Sie melden sich von einem geheimen Ort zu Wort: Julia und Vitali Stepanow mussten nach einem Angriff auf ihr E-Mail-Konto erneut umziehen.

Die Läuferin Julia Stepanowa bei einem Wettkampf im Juli Foto: reuters

Die Whistleblower Julia und Vitali Stepanow sind enttäuscht, dass bisher kein russischer Sportler die Bühne von Rio nutzte, um auf die Vertuschungspraktiken in der Heimat hinzuweisen. Bei einer Videokonferenz, die sie Montagabend nach einem Hackerangriff auf Julia Stepanowas Mail-Account und ihr Konto beim Antidopingmeldesystem ADAMS einberiefen, wiesen beide noch einmal auf den Dopingsumpf in Russland hin und auch auf haarsträubendes Fehlverhalten des Internationalen Olympischen Komitees IOC und der Weltantidopingagentur Wada hin.

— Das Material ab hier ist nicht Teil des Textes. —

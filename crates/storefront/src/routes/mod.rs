//! HTTP route handlers for storefront.
//!
//! # Route Structure
//!
//! ```text
//! GET  /health                          - Health check
//!
//! # Auth
//! GET  /login                           - Login boundary status
//! POST /login                           - Login action (form)
//! POST /logout                          - Logout action
//! GET  /session                         - Current user (requires auth)
//!
//! # Products
//! GET  /products                        - Product listing (paged)
//! GET  /products/{id}                   - Product detail
//! GET  /categories/{id}/products        - Products in a category
//!
//! # Cart (requires auth)
//! GET  /cart                            - Default cart with items
//! POST /cart/items                      - Add item to default cart
//! GET  /checkout                        - Priced summary of default cart
//!
//! # Local cart (session only)
//! GET    /cart/local                    - Local cart contents
//! DELETE /cart/local                    - Empty the local cart
//! POST   /cart/local/items              - Add item
//! PUT    /cart/local/items/{product_id} - Set quantity
//! DELETE /cart/local/items/{product_id} - Remove item
//!
//! # Backend pass-through
//! ANY  /api/{*path}                     - Forwarded to the backend API
//! ```

pub mod auth;
pub mod cart;
pub mod local_cart;
pub mod products;
pub mod proxy;

use axum::{
    Router,
    routing::{any, get, post, put},
};

use crate::middleware::RateLimiterLayer;
use crate::state::AppState;

/// Liveness health check endpoint.
///
/// Returns "ok" if the server is running. Does not check the backend.
pub async fn health() -> &'static str {
    "ok"
}

/// Create the auth routes router.
///
/// `login_limiter`, when given, limits login submissions only.
pub fn auth_routes(login_limiter: Option<RateLimiterLayer>) -> Router<AppState> {
    let submit = match login_limiter {
        Some(limiter) => post(auth::login).layer(limiter),
        None => post(auth::login),
    };

    Router::new()
        .route("/login", get(auth::login_page).merge(submit))
        .route("/logout", post(auth::logout))
        .route("/session", get(auth::session_info))
}

/// Create the product routes router.
pub fn product_routes() -> Router<AppState> {
    Router::new()
        .route("/products", get(products::index))
        .route("/products/{id}", get(products::show))
        .route("/categories/{id}/products", get(products::by_category))
}

/// Create the cart routes router.
pub fn cart_routes() -> Router<AppState> {
    Router::new()
        .route("/cart", get(cart::show))
        .route("/cart/items", post(cart::add_item))
        .route("/checkout", get(cart::checkout))
        .route("/cart/local", get(local_cart::show).delete(local_cart::clear))
        .route("/cart/local/items", post(local_cart::add))
        .route(
            "/cart/local/items/{product_id}",
            put(local_cart::update).delete(local_cart::remove),
        )
}

/// Create all routes for the storefront.
pub fn routes(login_limiter: Option<RateLimiterLayer>) -> Router<AppState> {
    Router::new()
        .route("/health", get(health))
        .merge(auth_routes(login_limiter))
        .merge(product_routes())
        .merge(cart_routes())
        .route("/api/{*path}", any(proxy::forward))
}
// ============================================================================
// Login and logout
// ============================================================================

#[tokio::test]
async fn test_login_page_reports_status() {
    let backend = FakeBackend::start().await;
    let storefront = Storefront::start(backend.base_url()).await;

    let before = json_body(storefront.get("/login").await).await;
    assert_eq!(before, json!({ "authenticated": false, "login_path": "/login" }));

    storefront.login("alice", "wonderland").await;
    let after = json_body(storefront.get("/login").await).await;
    assert_eq!(after["authenticated"], true);
}

#[tokio::test]
async fn test_invalid_login_is_401_without_redirect() {
    let backend = FakeBackend::start().await;
    let storefront = Storefront::start(backend.base_url()).await;

    let response = storefront.login("alice", "wrong-password").await;

    assert_eq!(response.status(), StatusCode::UNAUTHORIZED);
    assert!(location(&response).is_none());
    let body = json_body(response).await;
    assert_eq!(body["error"], "Incorrect username or password");
}

#[tokio::test]
async fn test_short_password_is_rejected_before_backend() {
    let backend = FakeBackend::start().await;
    let storefront = Storefront::start(backend.base_url()).await;

    let response = storefront.login("alice", "abc").await;

    assert_eq!(response.status(), StatusCode::UNPROCESSABLE_ENTITY);
    assert_eq!(backend.calls(Call::Login), 0);
}
//! Types the storefront keeps in server-side sessions.

pub mod session;

pub use session::{StoredToken, keys as session_keys};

Wer in Russland sauberen Sport betreiben wolle, habe es schwer: „Wenn du Fehlverhalten siehst und dich daran nicht beteiligen willst oder wenn du aussteigen willst, dann gibt es in Russland keinen Ort, an den du gehen kannst. Du musst im Gegenteil befürchten, dass deine Karriere beendet ist, ja selbst ein Job bei Gazprom, den du hast, um deine Familien zu versorgen, steht dann auf dem Spiel“, fasste Vitali Stepanow, Ex-Mitarbeiter bei der russischen Antidopingagentur Rusada, die Lose-lose-Situation für russische Sportler zusammen.

Umso enttäuschter zeigte sich der junge Mann, der bereits 2010 auf das russische Vertuschungssystem hingewiesen hatte, und seine Frau, eine international beachtete 800-Meter-Läuferin, von den jetzigen russischen Olympioniken. „Daria Klischina lebt und trainiert in den USA. Ich kenne sie. Ich hatte die Hoffnung, dass sie aussagt. Aber sie hat sich für das Schweigen entschieden“, sagte Julia Stepanowa traurig.

Für die Stepanows gehört die Weitspringerin, die sich über das Weltsportgericht CAS in den Weitsprungwettbewerb von Rio eingeklagt hat, zu jenen, die trotz ihres aktuellen Trainingsortes in den USA vom Dopingsystem in der Heimat wussten und auch davon profitierten. „Wer drei Jahre in dem System drinsteckt, der muss einfach mitkriegen, wie es läuft“, meinte Vitali Stepanow trocken. Dass aber weder Klischina noch die während der Brustschwimmwettbewerbe ausgebuhte Schwimmerin Julia Jefimowa trotz Wohn- und Arbeitsort USA dem System in der Heimat die Treue hielten, enttäuschte ihn sehr.

Wada und IOC spielen auf Zeit

„Zu einem wahren Champion gehört nicht nur eine exzellente und saubere sportliche Leistung. Einen Champion zeichnet auch aus, aufzustehen und zu benennen, was nicht in Ordnung ist“, meinte er – und skizzierte damit gleich eine neue Ethik, die den in die Krise geratenen Weltsport noch retten könnte.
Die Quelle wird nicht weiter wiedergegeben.